Was considering this Made in China Replica listed on Ebay with the rechargable battery pack  http://www.ebay.co.uk/itm/bbq-autom...g-amp-Play-same-as-Guru-PartyQ-/252226109850?  but it may be a £100 gamble?


----------



## wade (Apr 2, 2017)

I use the IQ-110 and it is very good. The standard adapter for the WSM should also fit the ProQ. I actually bought mine directly from John when I visited St Lois a few years ago. There are a number of good temperature controllers out there now so wait for some other replies. I know Steve uses one which is a direct blower style and is very effective.


----------



## molove (Apr 3, 2017)

Afaik, the Chinese one is meant to be ok. There are people on the Kamadoguru forums that rate the more expensive model.

I use the Auber one which is very simple and works well for me but I did have to buy it from the States. Though knowing what I do now, I would probably just make one if I ever needed another using a PID temperature controller and a blower easily and cheaply obtainable from eBay.

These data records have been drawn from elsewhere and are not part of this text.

//! Conversions at the storage boundary
//!
//! Enumerations are stored by name, amounts as canonical decimal text and
//! structured values as JSON text. Decoding failures mean the row was
//! written by something other than this crate and surface as
//! `SerializationError`.

use core_kernel::{Amount, CoreError};
use serde::de::DeserializeOwned;
use serde::Serialize;
use std::str::FromStr;

use crate::error::DatabaseError;

pub(crate) fn parse_enum<T>(column: &str, value: &str) -> Result<T, DatabaseError>
where
    T: FromStr<Err = CoreError>,
{
    value
        .parse()
        .map_err(|e: CoreError| DatabaseError::SerializationError(format!("{}: {}", column, e)))
}

pub(crate) fn parse_amount(column: &str, value: Option<&str>) -> Result<Option<Amount>, DatabaseError> {
    value
        .map(|text| {
            text.parse::<Amount>()
                .map_err(|e| DatabaseError::SerializationError(format!("{}: {}", column, e)))
        })
        .transpose()
}

pub(crate) fn amount_text(value: Option<Amount>) -> Option<String> {
    value.map(|a| a.to_storage())
}

pub(crate) fn from_json<T: DeserializeOwned>(column: &str, text: &str) -> Result<T, DatabaseError> {
    serde_json::from_str(text)
        .map_err(|e| DatabaseError::SerializationError(format!("{}: {}", column, e)))
}

pub(crate) fn to_json<T: Serialize>(column: &str, value: &T) -> Result<String, DatabaseError> {
    serde_json::to_string(value)
        .map_err(|e| DatabaseError::SerializationError(format!("{}: {}", column, e)))
}
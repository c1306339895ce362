//! Report export handlers

use axum::{
    extract::{Query, State},
    http::header,
    response::IntoResponse,
    Extension,
};
use domain_case::{ActionType, NewActivity, ViolationFilter};
use tracing::info;

use super::record_activity;
use crate::auth::Actor;
use crate::dto::WindowQuery;
use crate::export::write_violations_csv;
use crate::{error::ApiError, AppState};

/// Violations in the window as a CSV attachment
pub async fn export_violations(
    State(state): State<AppState>,
    Extension(actor): Extension<Actor>,
    Query(query): Query<WindowQuery>,
) -> Result<impl IntoResponse, ApiError> {
    let violations = state
        .db
        .violations
        .list(&ViolationFilter::within(query.window()?))
        .await?;

    let mut body = Vec::new();
    write_violations_csv(&violations, &mut body)?;
    info!(rows = violations.len(), "Violations exported");

    let activity = NewActivity::new(
        actor.user_id,
        ActionType::Export,
        format!("Exported {} violations", violations.len()),
    );
    record_activity(&state, &actor, activity).await;

    Ok((
        [
            (header::CONTENT_TYPE, "text/csv; charset=utf-8"),
            (header::CONTENT_DISPOSITION, "attachment; filename=\"violations.csv\""),
        ],
        body,
    ))
}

http://www.auberins.com/index.php?main_page=index&cPath=14_27

Or you could go a much lower tech route and get a TipTopTemp for about €30 plus postage though it might be tricky to keep it attached over the top vent on a pro Q because of the angle. They were designed for Weber Kettles. There is BBQ shop near Amsterdam that sells them and the bloke who owns the shop speaks perfect English

https://www.meerbarbecue.nl/maverick-tip-top-temp.html

I know some people use them with the WSM, there's a load of videos on YouTube


----------



## sotv (Apr 4, 2017)

Thanks for the reply

Surprised there is so little availability in the UK for these sort of things. With BBQ season upon us, hopefully a retailer or 2 in this country, will offer some models in the next month or 2 online?

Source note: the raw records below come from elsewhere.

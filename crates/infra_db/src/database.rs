//! Store handle bundling every repository
//!
//! One `Database` is opened per process and cloned into whatever needs it;
//! clones share the same pool.

use core_kernel::Timezone;
use tracing::info;

use crate::error::DatabaseError;
use crate::pool::{create_pool, DatabaseConfig, DatabasePool};
use crate::repositories::{
    ActivityLogRepository, EvidenceRepository, InfractionRepository, SeizureRepository,
    StatisticsRepository, UserRepository, ViolationRepository,
};
use crate::schema::{SchemaManager, SchemaStatus};

#[derive(Debug, Clone)]
pub struct Database {
    pool: DatabasePool,
    pub users: UserRepository,
    pub violations: ViolationRepository,
    pub seizures: SeizureRepository,
    pub infractions: InfractionRepository,
    pub evidence: EvidenceRepository,
    pub activity: ActivityLogRepository,
    pub statistics: StatisticsRepository,
}

impl Database {
    /// Opens the store and provisions its schema
    ///
    /// # Errors
    ///
    /// `ConnectionFailed` or `MigrationFailed` when the store cannot be
    /// reached or provisioned; both are fatal at startup.
    pub async fn open(config: DatabaseConfig, timezone: Timezone) -> Result<Self, DatabaseError> {
        let pool = create_pool(config).await?;
        SchemaManager::provision(&pool).await?;
        info!(timezone = timezone.name(), "Database ready");
        Ok(Self::from_pool(pool, timezone))
    }

    /// Wraps an existing pool without provisioning
    pub fn from_pool(pool: DatabasePool, timezone: Timezone) -> Self {
        Self {
            users: UserRepository::new(pool.clone()),
            violations: ViolationRepository::new(pool.clone()),
            seizures: SeizureRepository::new(pool.clone()),
            infractions: InfractionRepository::new(pool.clone()),
            evidence: EvidenceRepository::new(pool.clone()),
            activity: ActivityLogRepository::new(pool.clone()),
            statistics: StatisticsRepository::new(pool.clone(), timezone),
            pool,
        }
    }

    pub fn pool(&self) -> &DatabasePool {
        &self.pool
    }

    /// Checks the store answers and every table exists
    pub async fn readiness(&self) -> Result<SchemaStatus, DatabaseError> {
        SchemaManager::verify(&self.pool).await
    }

    pub async fn close(&self) {
        self.pool.close().await;
    }
}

I bought a Maverick T733 direct from America last year and had problems with one of the probes, took nearly 8 weeks to get it sorted. So if something goes wrong, the ability in getting it sorted worries me a bit. I think I will hold off for 4-6 weeks and see if something closer to home appears for sale.


----------



## smokin monkey (Apr 4, 2017)

Sort i am late on this one, but been away for the weekend.

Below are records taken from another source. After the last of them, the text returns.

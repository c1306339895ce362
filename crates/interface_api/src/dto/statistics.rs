//! Statistics query parameters

use chrono::{DateTime, Utc};
use core_kernel::{DateWindow, UserId};
use serde::Deserialize;

use super::WindowQuery;
use crate::error::ApiError;

/// Default number of violators returned
pub const DEFAULT_TOP_VIOLATORS: usize = 10;

#[derive(Debug, Default, Deserialize)]
pub struct OfficerPerformanceQuery {
    pub officer_id: Option<i64>,
    pub start: Option<DateTime<Utc>>,
    pub end: Option<DateTime<Utc>>,
}

impl OfficerPerformanceQuery {
    pub fn officer(&self) -> Option<UserId> {
        self.officer_id.map(UserId::new)
    }

    pub fn window(&self) -> Result<DateWindow, ApiError> {
        WindowQuery {
            start: self.start,
            end: self.end,
        }
        .window()
    }
}

#[derive(Debug, Default, Deserialize)]
pub struct TopViolatorsQuery {
    pub limit: Option<usize>,
    pub start: Option<DateTime<Utc>>,
    pub end: Option<DateTime<Utc>>,
}

impl TopViolatorsQuery {
    pub fn limit(&self) -> usize {
        self.limit.unwrap_or(DEFAULT_TOP_VIOLATORS).max(1)
    }

    pub fn window(&self) -> Result<DateWindow, ApiError> {
        WindowQuery {
            start: self.start,
            end: self.end,
        }
        .window()
    }
}
//! User DTOs

use domain_case::{NewUser, UserFilter, UserUpdate};
use serde::Deserialize;
use validator::Validate;

use super::{parse_enum, parse_opt};
use crate::error::ApiError;

#[derive(Debug, Deserialize, Validate)]
pub struct CreateUserRequest {
    #[validate(length(min = 1, max = 64))]
    pub username: String,
    #[validate(email)]
    pub email: String,
    /// Produced by the login subsystem; stored as given
    #[validate(length(min = 1))]
    pub password_hash: String,
    #[validate(length(min = 1))]
    pub full_name: String,
    pub role: String,
    pub badge_number: Option<String>,
    pub department: Option<String>,
    pub phone_number: Option<String>,
}

impl CreateUserRequest {
    pub fn into_domain(self) -> Result<NewUser, ApiError> {
        self.validate()?;
        Ok(NewUser {
            role: parse_enum(&self.role)?,
            username: self.username,
            email: self.email,
            password_hash: self.password_hash,
            full_name: self.full_name,
            badge_number: self.badge_number,
            department: self.department,
            phone_number: self.phone_number,
        })
    }
}

#[derive(Debug, Default, Deserialize, Validate)]
pub struct UpdateUserRequest {
    #[validate(email)]
    pub email: Option<String>,
    pub full_name: Option<String>,
    pub badge_number: Option<String>,
    pub role: Option<String>,
    pub department: Option<String>,
    pub phone_number: Option<String>,
    pub is_active: Option<bool>,
}

impl UpdateUserRequest {
    pub fn into_domain(self) -> Result<UserUpdate, ApiError> {
        self.validate()?;
        Ok(UserUpdate {
            role: parse_opt(self.role.as_deref())?,
            email: self.email,
            full_name: self.full_name,
            badge_number: self.badge_number,
            department: self.department,
            phone_number: self.phone_number,
            is_active: self.is_active,
        })
    }
}

#[derive(Debug, Default, Deserialize)]
pub struct UserListQuery {
    pub role: Option<String>,
    pub is_active: Option<bool>,
}

impl UserListQuery {
    pub fn filter(&self) -> Result<UserFilter, ApiError> {
        Ok(UserFilter {
            role: parse_opt(self.role.as_deref())?,
            is_active: self.is_active,
        })
    }
}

I have the two models, the all singing all dancing model (below) is excellent.













image.jpeg



__ smokin monkey
__ Apr 4, 2017






The Baby model with only pit control is good, but wonders a little bit, I check mine before use and recalibrate to 100'C in boiling water before use.













image.jpeg



__ smokin monkey
__ Apr 4, 2017






When I get time I will be reviewing both of these on my BBQ Blog page.


----------



## sotv (Apr 4, 2017)

Look forward to reading your reviews. What sort of price do these 2 units retail at please?


----------



## molove (Apr 4, 2017)

If electronics projects are your thing or you have a friend who likes making stuff, you could make the Heater Meter which is a all singing, all dancing BBQ controller and data logger based on a Raspberry Pi and an Arduino

Wiki:

https://github.com/CapnBry/HeaterMeter/wiki

Support Forum:

https://tvwbb.com/forumdisplay.php?85


----------



## molove (Apr 4, 2017)

Smokin Monkey said:


> I have the two models,


On my Auber blower there is a flap/shutter in the adapter that closes when the blower isn't blowing to completely cut off the draft, I was wondering if there is a similar valve with the Q-Master blowers.


----------